Promoting Student Success, Pt. 6: Back-up Plans

The sixth part in the ongoing series about how I can encourage success and not set students (and myself) up for failure.

It has been a while since I have returned to this series of ways to avoid failure and promote success. Overall, I think I have been doing a pretty good job of helping the kids to be successful. I have tried my best to meet them where they are, to assess them for what they can do rather than what they can’t, and to manage myself so that I can manage them (more on this last point later on).

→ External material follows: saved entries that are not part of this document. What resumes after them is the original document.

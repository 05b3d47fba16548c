//! Kind-specific access traits.
//!
//! [`Reflect::reflect_ref`](crate::Reflect::reflect_ref) and
//! [`Reflect::reflect_mut`](crate::Reflect::reflect_mut) hand out these
//! trait objects so the engine can walk and mutate values without knowing
//! their concrete types.

use core::cell::{Ref, RefMut};
use core::{error, fmt};

use crate::Reflect;
use crate::info::ReflectKind;

// -----------------------------------------------------------------------------
// SlotError

/// An error raised when injecting a value into a slot.
#[derive(Debug)]
pub enum SlotError {
    /// The value's type does not match the slot's declared type.
    Mismatch {
        expected: &'static str,
        received: &'static str,
    },
    /// The slot exists but accepts no post-construction injection.
    ReadOnly { field: &'static str },
    /// The slot name does not exist on the target type.
    UnknownField { field: String },
}

impl fmt::Display for SlotError {
    fn fmt(&self, f: &mut fmt::Formatter<'_>) -> fmt::Result {
        match self {
            Self::Mismatch { expected, received } => {
                write!(f, "slot expected `{expected}`, received `{received}`")
            }
            Self::ReadOnly { field } => {
                write!(f, "field `{field}` accepts no setter")
            }
            Self::UnknownField { field } => {
                write!(f, "no field named `{field}`")
            }
        }
    }
}

impl error::Error for SlotError {}

// -----------------------------------------------------------------------------
// Kind traits

/// Field access for named-field structs.
///
/// Implemented by [`#[derive(Reflect)]`](crate::derive::Reflect); the match
/// arms are generated per field, so every accessor is a direct borrow.
pub trait ReflectStruct: Reflect {
    /// Returns a reference to the field named `name`.
    fn field(&self, name: &str) -> Option<&dyn Reflect>;

    /// Returns a mutable reference to the field named `name`.
    ///
    /// Read-only fields are reachable here too; `field_mut` is navigation,
    /// [`set_field`](Self::set_field) is the guarded injection point.
    fn field_mut(&mut self, name: &str) -> Option<&mut dyn Reflect>;

    /// Replaces the field named `name` with `value`.
    fn set_field(&mut self, name: &str, value: Box<dyn Reflect>) -> Result<(), SlotError>;
}

/// Element access for growable sequences.
pub trait ReflectList: Reflect {
    /// Returns the number of elements.
    fn element_len(&self) -> usize;

    /// Returns a reference to the element at `index`.
    fn element(&self, index: usize) -> Option<&dyn Reflect>;

    /// Returns a mutable reference to the element at `index`.
    fn element_mut(&mut self, index: usize) -> Option<&mut dyn Reflect>;

    /// Appends `value` to the sequence.
    fn push_element(&mut self, value: Box<dyn Reflect>) -> Result<(), SlotError>;
}

/// Entry access for keyed collections.
pub trait ReflectMap: Reflect {
    /// Returns the number of entries.
    fn entry_len(&self) -> usize;

    /// Returns the entry at `index`, in the map's own iteration order.
    fn entry_at(&self, index: usize) -> Option<(&dyn Reflect, &dyn Reflect)>;

    /// Inserts an entry, replacing any previous value under the same key.
    fn insert_entry(
        &mut self,
        key: Box<dyn Reflect>,
        value: Box<dyn Reflect>,
    ) -> Result<(), SlotError>;
}

/// Presence access for optional values.
pub trait ReflectOptional: Reflect {
    /// Returns the inner value, if present.
    fn inner(&self) -> Option<&dyn Reflect>;

    /// Returns the inner value mutably, if present.
    fn inner_mut(&mut self) -> Option<&mut dyn Reflect>;
}

/// Identity access for [`Shared`](crate::Shared) handles.
pub trait ReflectShared: Reflect {
    /// A stable identity for the referenced allocation, unique while any
    /// handle to it is alive.
    fn identity(&self) -> usize;

    /// Clones the handle (not the value) into a fresh box.
    fn clone_handle(&self) -> Box<dyn Reflect>;

    /// Borrows the referenced value.
    ///
    /// Panics if a mutable borrow is active, which the engine's depth-first
    /// walk never produces.
    fn borrow_inner(&self) -> Ref<'_, dyn Reflect>;

    /// Mutably borrows the referenced value.
    ///
    /// Panics if any borrow is active; only used while patching deferred
    /// references, outside any traversal of the same handle.
    fn borrow_inner_mut(&self) -> RefMut<'_, dyn Reflect>;
}

/// Variant access for fieldless enums.
pub trait ReflectEnum: Reflect {
    /// Returns the active variant's name.
    fn variant_name(&self) -> &'static str;
}

// -----------------------------------------------------------------------------
// ReflectRef

/// Kind-dispatched read access to a reflected value.
pub enum ReflectRef<'a> {
    Leaf(&'a dyn Reflect),
    Enum(&'a dyn ReflectEnum),
    Struct(&'a dyn ReflectStruct),
    List(&'a dyn ReflectList),
    Map(&'a dyn ReflectMap),
    Optional(&'a dyn ReflectOptional),
    Shared(&'a dyn ReflectShared),
    /// The payload of a [`DynValue`](crate::DynValue) slot.
    Dynamic(&'a dyn Reflect),
}

impl ReflectRef<'_> {
    /// Returns the [`ReflectKind`] of this access.
    pub fn kind(&self) -> ReflectKind {
        match self {
            Self::Leaf(_) => ReflectKind::Leaf,
            Self::Enum(_) => ReflectKind::Enum,
            Self::Struct(_) => ReflectKind::Struct,
            Self::List(_) => ReflectKind::List,
            Self::Map(_) => ReflectKind::Map,
            Self::Optional(_) => ReflectKind::Optional,
            Self::Shared(_) => ReflectKind::Shared,
            Self::Dynamic(_) => ReflectKind::Dynamic,
        }
    }
}

// -----------------------------------------------------------------------------
// ReflectMut

/// Kind-dispatched write access to a reflected value.
pub enum ReflectMut<'a> {
    Leaf(&'a mut dyn Reflect),
    Enum(&'a mut dyn Reflect),
    Struct(&'a mut dyn ReflectStruct),
    List(&'a mut dyn ReflectList),
    Map(&'a mut dyn ReflectMap),
    Optional(&'a mut dyn ReflectOptional),
    Shared(&'a mut dyn ReflectShared),
    /// The payload of a [`DynValue`](crate::DynValue) slot.
    Dynamic(&'a mut dyn Reflect),
}

impl ReflectMut<'_> {
    /// Returns the [`ReflectKind`] of this access.
    pub fn kind(&self) -> ReflectKind {
        match self {
            Self::Leaf(_) => ReflectKind::Leaf,
            Self::Enum(_) => ReflectKind::Enum,
            Self::Struct(_) => ReflectKind::Struct,
            Self::List(_) => ReflectKind::List,
            Self::Map(_) => ReflectKind::Map,
            Self::Optional(_) => ReflectKind::Optional,
            Self::Shared(_) => ReflectKind::Shared,
            Self::Dynamic(_) => ReflectKind::Dynamic,
        }
    }
}
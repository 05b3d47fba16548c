use crate::Reflect;
use crate::info::{Type, TypePath};

// -----------------------------------------------------------------------------
// EnumInfo

/// Information for a fieldless enum.
///
/// Such enums travel as their variant name; `from_name` is the inverse
/// lookup, returning `None` for unknown names.
pub struct EnumInfo {
    ty: Type,
    variants: &'static [&'static str],
    from_name: fn(&str) -> Option<Box<dyn Reflect>>,
}

impl EnumInfo {
    /// Creates a new [`EnumInfo`] for enum type `T`.
    pub fn new<T: Reflect + TypePath>(
        variants: &'static [&'static str],
        from_name: fn(&str) -> Option<Box<dyn Reflect>>,
    ) -> Self {
        Self {
            ty: Type::of::<T>(),
            variants,
            from_name,
        }
    }

    /// Returns the [`Type`] identity.
    #[inline]
    pub const fn ty(&self) -> &Type {
        &self.ty
    }

    /// Returns the variant names in declaration order.
    #[inline]
    pub const fn variants(&self) -> &'static [&'static str] {
        self.variants
    }

    /// Builds the variant with the given name, if it exists.
    #[inline]
    pub fn from_name(&self, name: &str) -> Option<Box<dyn Reflect>> {
        (self.from_name)(name)
    }
}

impl core::fmt::Debug for EnumInfo {
    fn fmt(&self, f: &mut core::fmt::Formatter<'_>) -> core::fmt::Result {
        f.debug_struct("EnumInfo")
            .field("path", &self.ty.path())
            .field("variants", &self.variants)
            .finish()
    }
}
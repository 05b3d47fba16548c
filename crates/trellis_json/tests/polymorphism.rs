//! Dynamic slots and the `$type` discriminator.

use trellis_json::{DeserializeError, Engine, EngineConfig, TypeMetadataMode};
use trellis_reflect::registry::TypeRegistryArc;
use trellis_reflect::{DynValue, derive::Reflect};

#[derive(Reflect, Debug, PartialEq)]
#[reflect(type_path = "shapes::Circle")]
struct Circle {
    radius: f64,
}

#[derive(Reflect, Debug, PartialEq)]
#[reflect(type_path = "shapes::Square")]
struct Square {
    side: f64,
}

#[derive(Reflect)]
#[reflect(type_path = "shapes::Holder")]
struct Holder {
    shape: DynValue,
}

fn registry() -> TypeRegistryArc {
    let registry = TypeRegistryArc::default();
    {
        let mut registry = registry.write();
        registry.register::<Holder>();
        registry.register::<Circle>();
        registry.register::<Square>();
    }
    registry
}

#[test]
fn concrete_type_travels_in_the_discriminator() {
    let engine = Engine::new(registry());
    let holder = Holder {
        shape: DynValue::new(Circle { radius: 1.5 }),
    };

    let text = engine.serialize(&holder).unwrap();
    assert_eq!(text, r#"{"shape":{"$type":"shapes::Circle","radius":1.5}}"#);

    let back: Holder = engine.deserialize(&text).unwrap();
    assert_eq!(
        back.shape.downcast_ref::<Circle>(),
        Some(&Circle { radius: 1.5 })
    );
}

#[test]
fn each_payload_keeps_its_own_type() {
    let engine = Engine::new(registry());
    let holders = vec![
        Holder {
            shape: DynValue::new(Circle { radius: 1.0 }),
        },
        Holder {
            shape: DynValue::new(Square { side: 2.0 }),
        },
    ];

    let text = engine.serialize(&holders).unwrap();
    let back: Vec<Holder> = engine.deserialize(&text).unwrap();

    assert!(back[0].shape.downcast_ref::<Circle>().is_some());
    assert!(back[1].shape.downcast_ref::<Square>().is_some());
}

#[test]
fn missing_discriminator_fails_a_dynamic_slot() {
    let engine = Engine::new(registry());
    assert!(matches!(
        engine.deserialize::<Holder>(r#"{"shape":{"radius":1.0}}"#),
        Err(DeserializeError::MissingDiscriminator)
    ));
}

#[test]
fn unknown_type_name_fails() {
    let engine = Engine::new(registry());
    let text = r#"{"shape":{"$type":"shapes::Pentagon","sides":5}}"#;
    assert!(matches!(
        engine.deserialize::<Holder>(text),
        Err(DeserializeError::UnknownTypeName { .. })
    ));
}

#[test]
fn discriminator_on_a_mismatched_plain_slot_fails() {
    let engine = Engine::new(registry());
    // A `Square` document against a `Circle`-typed slot.
    let text = r#"{"$type":"shapes::Square","side":2.0}"#;
    assert!(matches!(
        engine.deserialize::<Circle>(text),
        Err(DeserializeError::TypeMismatch { .. })
    ));
}

#[test]
fn aliases_shorten_the_wire_names() {
    let config = EngineConfig::new().alias("Circle", "shapes::Circle");
    let engine = Engine::with_config(registry(), config);
    let holder = Holder {
        shape: DynValue::new(Circle { radius: 2.5 }),
    };

    let text = engine.serialize(&holder).unwrap();
    assert_eq!(text, r#"{"shape":{"$type":"Circle","radius":2.5}}"#);

    let back: Holder = engine.deserialize(&text).unwrap();
    assert!(back.shape.downcast_ref::<Circle>().is_some());
}

#[test]
fn short_names_resolve_when_unambiguous() {
    let engine = Engine::new(registry());
    // The registry indexes `Circle` by short name too.
    let text = r#"{"shape":{"$type":"Circle","radius":3.0}}"#;
    let back: Holder = engine.deserialize(text).unwrap();
    assert_eq!(
        back.shape.downcast_ref::<Circle>(),
        Some(&Circle { radius: 3.0 })
    );
}

#[test]
fn all_mode_stamps_plain_structs() {
    let engine = Engine::with_config(
        registry(),
        EngineConfig::new().type_metadata(TypeMetadataMode::All),
    );
    let text = engine.serialize(&Circle { radius: 1.5 }).unwrap();
    assert_eq!(text, r#"{"$type":"shapes::Circle","radius":1.5}"#);

    let back: Circle = engine.deserialize(&text).unwrap();
    assert_eq!(back, Circle { radius: 1.5 });
}

#[test]
fn read_type_metadata_off_uses_the_requested_type() {
    let engine = Engine::with_config(registry(), EngineConfig::new().read_type_metadata(false));
    // The discriminator is consumed but ignored.
    let text = r#"{"$type":"shapes::Square","radius":4.0}"#;
    let back: Circle = engine.deserialize(text).unwrap();
    assert_eq!(back, Circle { radius: 4.0 });
}

#[test]
fn generic_argument_keys_are_accepted_on_read() {
    #[derive(Reflect, Debug, PartialEq)]
    #[reflect(type_path = "shapes::Wrap")]
    struct Wrap<T> {
        item: T,
    }

    #[derive(Reflect)]
    #[reflect(type_path = "shapes::GenericHolder")]
    struct GenericHolder {
        value: DynValue,
    }

    let registry = TypeRegistryArc::default();
    {
        let mut registry = registry.write();
        registry.register::<GenericHolder>();
        registry.register::<Wrap<u64>>();
    }
    let engine = Engine::new(registry);

    // Writes fold generics into the path; reads also accept the split
    // `$generics` form.
    let text = r#"{"value":{"$type":"shapes::Wrap","$generics":["u64"],"item":7}}"#;
    let back: GenericHolder = engine.deserialize(text).unwrap();
    assert_eq!(
        back.value.downcast_ref::<Wrap<u64>>(),
        Some(&Wrap { item: 7u64 })
    );

    let folded = engine.serialize(&back).unwrap();
    assert_eq!(
        folded,
        r#"{"value":{"$type":"shapes::Wrap<u64>","item":7}}"#
    );
}
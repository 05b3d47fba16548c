//! Polymorphic-switch strategies: a registered strategy takes over when
//! the discriminator names a type other than the requested one.

use std::sync::Arc;

use trellis_json::de::{MetaSection, ParseCx, ParseOutcome, PolySwitch, Resolved};
use trellis_json::token::TokenKind;
use trellis_json::{DeserializeError, Engine};
use trellis_reflect::derive::Reflect;
use trellis_reflect::info::{TypeInfo, Typed};
use trellis_reflect::registry::TypeRegistryArc;

#[derive(Reflect, Debug, PartialEq)]
#[reflect(type_path = "shapes::Circle")]
struct Circle {
    radius: f64,
}

#[derive(Reflect, Debug, PartialEq)]
#[reflect(type_path = "shapes::LegacySquare")]
struct LegacySquare {
    side: f64,
}

/// Upgrades legacy square documents into circles of equal extent.
struct SquareUpgrade;

impl PolySwitch for SquareUpgrade {
    fn parse_body(
        &self,
        cx: &mut ParseCx<'_, '_>,
        _meta: &MetaSection,
        _concrete: &'static TypeInfo,
        closed: bool,
    ) -> Result<ParseOutcome, DeserializeError> {
        let mut side = 0.0f64;
        if !closed {
            loop {
                let token = cx.cursor().next()?;
                match token.kind {
                    TokenKind::EndObject => break,
                    TokenKind::Key => {
                        let key = token.text.into_owned();
                        cx.cursor().expect(TokenKind::PairDelim, "`:`")?;
                        let value = match cx.parse_next(f64::type_info())? {
                            ParseOutcome::Resolved(resolved) => resolved.value,
                            ParseOutcome::Deferred { awaited, .. } => {
                                return Err(DeserializeError::UndeferrableForward {
                                    id: awaited,
                                });
                            }
                        };
                        if key == "side" {
                            side = *value.downcast_ref::<f64>().expect("parsed as f64");
                        }
                        match cx.cursor().next()?.kind {
                            TokenKind::ValueDelim => {}
                            TokenKind::EndObject => break,
                            _ => panic!("malformed test document"),
                        }
                    }
                    _ => panic!("malformed test document"),
                }
            }
        }
        Ok(Resolved::plain(Box::new(Circle { radius: side / 2.0 })).into())
    }
}

#[test]
fn registered_switch_takes_over_mismatched_discriminators() {
    let registry = TypeRegistryArc::default();
    {
        let mut registry = registry.write();
        registry.register::<Circle>();
        registry.register::<LegacySquare>();
    }

    let mut engine = Engine::new(registry);
    engine.register_poly_switch::<LegacySquare>(Arc::new(SquareUpgrade));

    let text = r#"{"$type":"shapes::LegacySquare","side":3.0}"#;
    let circle: Circle = engine.deserialize(text).unwrap();
    assert_eq!(circle, Circle { radius: 1.5 });
}

#[test]
fn without_a_switch_the_mismatch_stays_an_error() {
    let registry = TypeRegistryArc::default();
    {
        let mut registry = registry.write();
        registry.register::<Circle>();
        registry.register::<LegacySquare>();
    }
    let engine = Engine::new(registry);

    let text = r#"{"$type":"shapes::LegacySquare","side":3.0}"#;
    assert!(matches!(
        engine.deserialize::<Circle>(text),
        Err(DeserializeError::TypeMismatch { .. })
    ));
}
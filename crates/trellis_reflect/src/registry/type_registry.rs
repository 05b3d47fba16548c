use core::any::TypeId;
use std::sync::{Arc, PoisonError, RwLock, RwLockReadGuard, RwLockWriteGuard};

use hashbrown::{HashMap, HashSet};

use crate::TypeIdMap;
use crate::info::{TypeInfo, Typed};
use crate::registry::{FromType, GetTypeMeta, TypeMeta, TypeTrait};

// -----------------------------------------------------------------------------
// TypeRegistry

/// A registry of reflected types.
///
/// The central store of type information. [Registering] a type generates a
/// [`TypeMeta`] entry from its [`GetTypeMeta`] implementation (derived by
/// [`#[derive(Reflect)]`](crate::derive::Reflect)), and indexes the type by
/// full path and short name. Wire discriminators resolve through these
/// indices during deserialization.
///
/// # Example
///
/// ```
/// use trellis_reflect::registry::{TypeRegistry, TypeTraitDefault};
///
/// let registry = TypeRegistry::new();
///
/// let make = registry
///     .get_with_type_name("String").unwrap()
///     .get_trait::<TypeTraitDefault>().unwrap();
///
/// let s = make.default().take::<String>().unwrap();
/// assert_eq!(s, "");
/// ```
///
/// [registering]: TypeRegistry::register
pub struct TypeRegistry {
    type_meta_table: TypeIdMap<TypeMeta>,
    type_path_to_id: HashMap<&'static str, TypeId>,
    type_name_to_id: HashMap<&'static str, TypeId>,
    ambiguous_names: HashSet<&'static str>,
}

impl Default for TypeRegistry {
    /// See [`TypeRegistry::new`].
    #[inline]
    fn default() -> Self {
        Self::new()
    }
}

impl TypeRegistry {
    /// Create an empty [`TypeRegistry`].
    pub fn empty() -> Self {
        Self {
            type_meta_table: TypeIdMap::default(),
            type_path_to_id: HashMap::new(),
            type_name_to_id: HashMap::new(),
            ambiguous_names: HashSet::new(),
        }
    }

    /// Create a type registry with default registrations for leaf types.
    ///
    /// - `bool` `char` `String`
    /// - `i8 - i128` `isize`, `u8 - u128` `usize`
    /// - `f32` `f64`
    /// - `jiff::Timestamp` `jiff::SignedDuration`
    /// - `uuid::Uuid` `rust_decimal::Decimal`
    pub fn new() -> Self {
        let mut registry = Self::empty();
        registry.register::<bool>();
        registry.register::<char>();
        registry.register::<u8>();
        registry.register::<u16>();
        registry.register::<u32>();
        registry.register::<u64>();
        registry.register::<u128>();
        registry.register::<usize>();
        registry.register::<i8>();
        registry.register::<i16>();
        registry.register::<i32>();
        registry.register::<i64>();
        registry.register::<i128>();
        registry.register::<isize>();
        registry.register::<f32>();
        registry.register::<f64>();
        registry.register::<String>();
        registry.register::<jiff::Timestamp>();
        registry.register::<jiff::SignedDuration>();
        registry.register::<uuid::Uuid>();
        registry.register::<rust_decimal::Decimal>();
        registry
    }

    // The type must **not** already exist in the indices.
    fn add_new_type_indices(
        type_meta: &TypeMeta,
        type_path_to_id: &mut HashMap<&'static str, TypeId>,
        type_name_to_id: &mut HashMap<&'static str, TypeId>,
        ambiguous_names: &mut HashSet<&'static str>,
    ) {
        let ty = type_meta.ty();
        let type_name = ty.name();

        // A short name shared by two types resolves to neither.
        if !ambiguous_names.contains(type_name) {
            if type_name_to_id.contains_key(type_name) {
                type_name_to_id.remove(type_name);
                ambiguous_names.insert(type_name);
            } else {
                type_name_to_id.insert(type_name, ty.id());
            }
        }

        type_path_to_id.insert(ty.path(), ty.id());
    }

    fn register_internal(
        &mut self,
        type_id: TypeId,
        get_type_meta: impl FnOnce() -> TypeMeta,
    ) -> bool {
        if self.type_meta_table.contains_key(&type_id) {
            return false;
        }
        let meta = get_type_meta();
        Self::add_new_type_indices(
            &meta,
            &mut self.type_path_to_id,
            &mut self.type_name_to_id,
            &mut self.ambiguous_names,
        );
        self.type_meta_table.insert(type_id, meta);
        true
    }

    /// Attempts to register the type `T` if it has not been registered yet.
    ///
    /// This also recursively registers type dependencies as specified by
    /// [`GetTypeMeta::register_dependencies`]; for a derived struct,
    /// generally all of its field types.
    ///
    /// # Example
    ///
    /// ```
    /// # use core::any::TypeId;
    /// # use trellis_reflect::{derive::Reflect, registry::TypeRegistry};
    /// #[derive(Reflect)]
    /// struct Foo {
    ///   name: Option<String>,
    ///   value: i32,
    /// }
    ///
    /// let mut registry = TypeRegistry::empty();
    /// registry.register::<Foo>();
    ///
    /// // The main type and its dependencies.
    /// assert!(registry.contains(TypeId::of::<Foo>()));
    /// assert!(registry.contains(TypeId::of::<Option<String>>()));
    /// assert!(registry.contains(TypeId::of::<i32>()));
    /// ```
    pub fn register<T: GetTypeMeta>(&mut self) {
        if self.register_internal(TypeId::of::<T>(), T::get_type_meta) {
            T::register_dependencies(self);
        }
    }

    /// Inserts a prebuilt [`TypeMeta`], overwriting any existing entry.
    ///
    /// Does not register dependencies; use [`register`](Self::register) for
    /// that.
    pub fn insert_type_meta(&mut self, type_meta: TypeMeta) {
        if !self.type_meta_table.contains_key(&type_meta.type_id()) {
            Self::add_new_type_indices(
                &type_meta,
                &mut self.type_path_to_id,
                &mut self.type_name_to_id,
                &mut self.ambiguous_names,
            );
        }
        self.type_meta_table.insert(type_meta.type_id(), type_meta);
    }

    /// Registers every type annotated with `#[reflect(auto_register)]`.
    ///
    /// Equivalent to calling [`register`](Self::register) for each
    /// qualifying type; repeated calls are cheap. Does nothing when the
    /// `auto_register` feature is disabled.
    pub fn auto_register(&mut self) {
        #[cfg(feature = "auto_register")]
        crate::__macro_exports::auto_register::register_all(self);
    }

    /// Registers the type trait `D` for the already-registered type `T`.
    ///
    /// Useful for traits the derive did not request, or for generic types
    /// whose trait impls depend on the concrete parameters.
    ///
    /// # Panics
    ///
    /// Panics if `T` itself is not registered.
    pub fn register_type_trait<T: Typed, D: TypeTrait + FromType<T>>(&mut self) {
        match self.type_meta_table.get_mut(&TypeId::of::<T>()) {
            Some(type_meta) => type_meta.insert_trait(D::from_type()),
            None => panic!(
                "called `TypeRegistry::register_type_trait` for unregistered type `{}`",
                T::type_path(),
            ),
        }
    }

    /// Whether the type with the given [`TypeId`] has been registered.
    #[inline]
    pub fn contains(&self, type_id: TypeId) -> bool {
        self.type_meta_table.contains_key(&type_id)
    }

    /// Returns the [`TypeMeta`] of the type with the given [`TypeId`].
    #[inline]
    pub fn get(&self, type_id: TypeId) -> Option<&TypeMeta> {
        self.type_meta_table.get(&type_id)
    }

    /// Returns the mutable [`TypeMeta`] of the type with the given
    /// [`TypeId`].
    #[inline]
    pub fn get_mut(&mut self, type_id: TypeId) -> Option<&mut TypeMeta> {
        self.type_meta_table.get_mut(&type_id)
    }

    /// Returns the [`TypeMeta`] of the type with the given [type path].
    ///
    /// [type path]: crate::info::TypePath::type_path
    pub fn get_with_type_path(&self, type_path: &str) -> Option<&TypeMeta> {
        match self.type_path_to_id.get(type_path) {
            Some(id) => self.get(*id),
            None => None,
        }
    }

    /// Returns the [`TypeMeta`] of the type with the given [type name].
    ///
    /// Returns `None` if the name is ambiguous or unregistered.
    ///
    /// [type name]: crate::info::TypePath::type_name
    pub fn get_with_type_name(&self, type_name: &str) -> Option<&TypeMeta> {
        match self.type_name_to_id.get(type_name) {
            Some(id) => self.get(*id),
            None => None,
        }
    }

    /// Whether the given [type name] matches multiple registered types.
    ///
    /// [type name]: crate::info::TypePath::type_name
    pub fn is_ambiguous(&self, type_name: &str) -> bool {
        self.ambiguous_names.contains(type_name)
    }

    /// Returns the [`TypeTrait`] of type `T` for the given [`TypeId`].
    pub fn get_type_trait<T: TypeTrait>(&self, type_id: TypeId) -> Option<&T> {
        match self.get(type_id) {
            Some(type_meta) => type_meta.get_trait::<T>(),
            None => None,
        }
    }

    /// Returns the [`TypeInfo`] for the given [`TypeId`].
    pub fn get_type_info(&self, type_id: TypeId) -> Option<&'static TypeInfo> {
        self.get(type_id).map(TypeMeta::type_info)
    }

    /// Returns an iterator over the registered [`TypeMeta`]s.
    pub fn iter(&self) -> impl ExactSizeIterator<Item = &TypeMeta> {
        self.type_meta_table.values()
    }
}

// -----------------------------------------------------------------------------
// TypeRegistryArc

/// A [`TypeRegistry`] shared between engines and threads.
#[derive(Clone, Default)]
pub struct TypeRegistryArc {
    /// The wrapped [`TypeRegistry`].
    pub internal: Arc<RwLock<TypeRegistry>>,
}

impl TypeRegistryArc {
    /// Takes a read lock on the underlying [`TypeRegistry`].
    pub fn read(&self) -> RwLockReadGuard<'_, TypeRegistry> {
        self.internal.read().unwrap_or_else(PoisonError::into_inner)
    }

    /// Takes a write lock on the underlying [`TypeRegistry`].
    pub fn write(&self) -> RwLockWriteGuard<'_, TypeRegistry> {
        self.internal
            .write()
            .unwrap_or_else(PoisonError::into_inner)
    }
}

impl core::fmt::Debug for TypeRegistryArc {
    fn fmt(&self, f: &mut core::fmt::Formatter<'_>) -> core::fmt::Result {
        self.read().type_path_to_id.keys().fmt(f)
    }
}

// -----------------------------------------------------------------------------
// Tests

#[cfg(test)]
mod tests {
    use super::TypeRegistry;
    use core::any::TypeId;

    #[test]
    fn default_leaves_are_registered() {
        let registry = TypeRegistry::new();
        assert!(registry.contains(TypeId::of::<i32>()));
        assert!(registry.contains(TypeId::of::<String>()));
        assert!(registry.get_with_type_name("String").is_some());
    }

    #[test]
    fn path_lookup() {
        let registry = TypeRegistry::new();
        let meta = registry.get_with_type_path("std::string::String").unwrap();
        assert_eq!(meta.type_id(), TypeId::of::<String>());
    }

    #[cfg(feature = "auto_register")]
    mod auto {
        use super::TypeRegistry;
        use crate::derive::Reflect;

        #[derive(Reflect)]
        #[reflect(type_path = "auto::Probe", auto_register)]
        struct Probe {
            value: u32,
        }

        #[test]
        fn annotated_types_are_collected() {
            let mut registry = TypeRegistry::empty();
            registry.auto_register();
            let meta = registry.get_with_type_path("auto::Probe").unwrap();
            assert_eq!(meta.type_id(), core::any::TypeId::of::<Probe>());
        }
    }
}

Level Appropriate Activities

The latest issue for helping kids to be successful: Knowing what they can and can’t do. I have a tendency to overestimate what kids can do. I assume that the kids can do the same things even when they are at different grade levels. But that is not a realistic expectation. And it isn’t a problem with the students themselves or with the content that I try to teach; it’s a problem with me knowing what is developmentally appropriate. If the kids get content that is too advanced for them (for example, younger students getting stories that have lots of independent-subordinate clause structures in sentence), they have trouble following along. An 8th grader who has had more experience as a reader (in their native language) is going to be better at figuring out what is going on in a complex sentence than a 4th grader.

The disconnect that exists between what older kids can do and what younger kids can do, I have recently figured out, is wide not because I am a bad teacher. It’s wide because the younger kids are simply not ready. They haven’t had enough practice with the types of texts that I am presenting to them. This causes trouble because when they get overwhelmed, they shut down; when they shut down they get bored; and when they get bored, they will let you know it by acting up and being “bad.”

So enough with the description of the problem: How can it be addressed? The answer, interestingly, is easy…and, for the same reason, it’s difficult:

The Answer, Pt. 1: Easy

Have a bunch of backup activities/lessons ready to go.

It’s easy because it is a common-sense answer to the problem. If the kids are not successful with an activity or lesson, I can’t just give up and have them read quietly (or maybe I can, see below) or talk with their friends in a free period. That would be a big waste of time. Instead, the kids should have something to do that uses their language skills.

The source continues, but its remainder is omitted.